# Aim of the task
Each line must appear in the answer exactly as it does in the data.

# The data
//! MCP tool handlers, one per mount
//!
//! Each handler is an independent rmcp server; `crate::hub` mounts them
//! side by side and under a combined, prefixed catalogue.

pub mod database_query_tools;
pub mod dependency_tools;
pub mod docker_tools;
pub mod fastapi_tools;
pub mod git_clone_tools;
pub mod image_tools;
pub mod mongodb_tools;
pub mod mysql_tools;
pub mod react_tools;
pub mod request_tools;
pub mod templates;
pub mod types;

pub use database_query_tools::DatabaseQueryToolHandler;
pub use dependency_tools::DependencyToolHandler;
pub use docker_tools::DockerToolHandler;
pub use fastapi_tools::FastapiToolHandler;
pub use git_clone_tools::GitCloneToolHandler;
pub use image_tools::ImageProcessingToolHandler;
pub use mongodb_tools::MongoToolHandler;
pub use mysql_tools::MysqlToolHandler;
pub use react_tools::ReactContestToolHandler;
pub use request_tools::RequestToolHandler;

use rmcp::{model::{CallToolResult, Content}, ErrorData as McpError};

use crate::error::ToolError;

pub(crate) fn make_error(msg: impl Into<String>) -> McpError {
    McpError::internal_error(msg.into(), None)
}

/// Pretty-printed JSON as the single text content of a successful result
pub(crate) fn json_result(value: &serde_json::Value) -> Result<CallToolResult, McpError> {
    Ok(CallToolResult::success(vec![Content::text(
        serde_json::to_string_pretty(value)
            .map_err(|e| make_error(format!("JSON error: {}", e)))?,
    )]))
}

/// `<prefix>-<8 hex chars>`, used for container and network names
pub(crate) fn unique_name(prefix: &str) -> String {
    format!("{}-{}", prefix, &uuid::Uuid::new_v4().simple().to_string()[..8])
}

/// Last path segment of a repository URL without `.git`
pub fn repo_name_from_url(github_url: &str) -> String {
    let trimmed = github_url.trim_end_matches('/');
    let last = trimmed.rsplit(['/', ':']).next().unwrap_or(trimmed);
    last.strip_suffix(".git").unwrap_or(last).to_string()
}

/// Reject empty names and anything that could escape a directory
pub(crate) fn validate_plain_name(name: &str, what: &str) -> Result<(), ToolError> {
    if name.is_empty()
        || name == "."
        || name == ".."
        || name.contains(['/', '\\'])
        || name.contains('\0')
    {
        return Err(ToolError::invalid(format!("Invalid {}: '{}'", what, name)));
    }
    Ok(())
}

/// Git URLs accepted by the clone-based tools
pub(crate) fn validate_github_url(github_url: &str) -> Result<(), ToolError> {
    // the URL ends up on a Dockerfile RUN line and in git argv
    if github_url.chars().any(|c| c.is_whitespace() || c.is_control()) {
        return Err(ToolError::invalid("Invalid GitHub URL: whitespace and control characters are not allowed"));
    }
    if !github_url.starts_with("https://github.com/") && !github_url.starts_with("git@github.com:") {
        return Err(ToolError::invalid(
            "Invalid GitHub URL. Must start with 'https://github.com/' or 'git@github.com:'",
        ));
    }
    let repo = repo_name_from_url(github_url);
    validate_plain_name(&repo, "repository name")
}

# Worked solution
//! MCP tool handlers, one per mount
//!
//! Each handler is an independent rmcp server; `crate::hub` mounts them
//! side by side and under a combined, prefixed catalogue.

pub mod database_query_tools;
pub mod dependency_tools;
pub mod docker_tools;
pub mod fastapi_tools;
pub mod git_clone_tools;
pub mod image_tools;
pub mod mongodb_tools;
pub mod mysql_tools;
pub mod react_tools;
pub mod request_tools;
pub mod templates;
pub mod types;

pub use database_query_tools::DatabaseQueryToolHandler;
pub use dependency_tools::DependencyToolHandler;
pub use docker_tools::DockerToolHandler;
pub use fastapi_tools::FastapiToolHandler;
pub use git_clone_tools::GitCloneToolHandler;
pub use image_tools::ImageProcessingToolHandler;
pub use mongodb_tools::MongoToolHandler;
pub use mysql_tools::MysqlToolHandler;
pub use react_tools::ReactContestToolHandler;
pub use request_tools::RequestToolHandler;

use rmcp::{model::{CallToolResult, Content}, ErrorData as McpError};

use crate::error::ToolError;

pub(crate) fn make_error(msg: impl Into<String>) -> McpError {
    McpError::internal_error(msg.into(), None)
}

/// Pretty-printed JSON as the single text content of a successful result
pub(crate) fn json_result(value: &serde_json::Value) -> Result<CallToolResult, McpError> {
    Ok(CallToolResult::success(vec![Content::text(
        serde_json::to_string_pretty(value)
            .map_err(|e| make_error(format!("JSON error: {}", e)))?,
    )]))
}

/// `<prefix>-<8 hex chars>`, used for container and network names
pub(crate) fn unique_name(prefix: &str) -> String {
    format!("{}-{}", prefix, &uuid::Uuid::new_v4().simple().to_string()[..8])
}

/// Last path segment of a repository URL without `.git`
pub fn repo_name_from_url(github_url: &str) -> String {
    let trimmed = github_url.trim_end_matches('/');
    let last = trimmed.rsplit(['/', ':']).next().unwrap_or(trimmed);
    last.strip_suffix(".git").unwrap_or(last).to_string()
}

/// Reject empty names and anything that could escape a directory
pub(crate) fn validate_plain_name(name: &str, what: &str) -> Result<(), ToolError> {
    if name.is_empty()
        || name == "."
        || name == ".."
        || name.contains(['/', '\\'])
        || name.contains('\0')
    {
        return Err(ToolError::invalid(format!("Invalid {}: '{}'", what, name)));
    }
    Ok(())
}

/// Git URLs accepted by the clone-based tools
pub(crate) fn validate_github_url(github_url: &str) -> Result<(), ToolError> {
    // the URL ends up on a Dockerfile RUN line and in git argv
    if github_url.chars().any(|c| c.is_whitespace() || c.is_control()) {
        return Err(ToolError::invalid("Invalid GitHub URL: whitespace and control characters are not allowed"));
    }
    if !github_url.starts_with("https://github.com/") && !github_url.starts_with("git@github.com:") {
        return Err(ToolError::invalid(
            "Invalid GitHub URL. Must start with 'https://github.com/' or 'git@github.com:'",
        ));
    }
    let repo = repo_name_from_url(github_url);
    validate_plain_name(&repo, "repository name")
}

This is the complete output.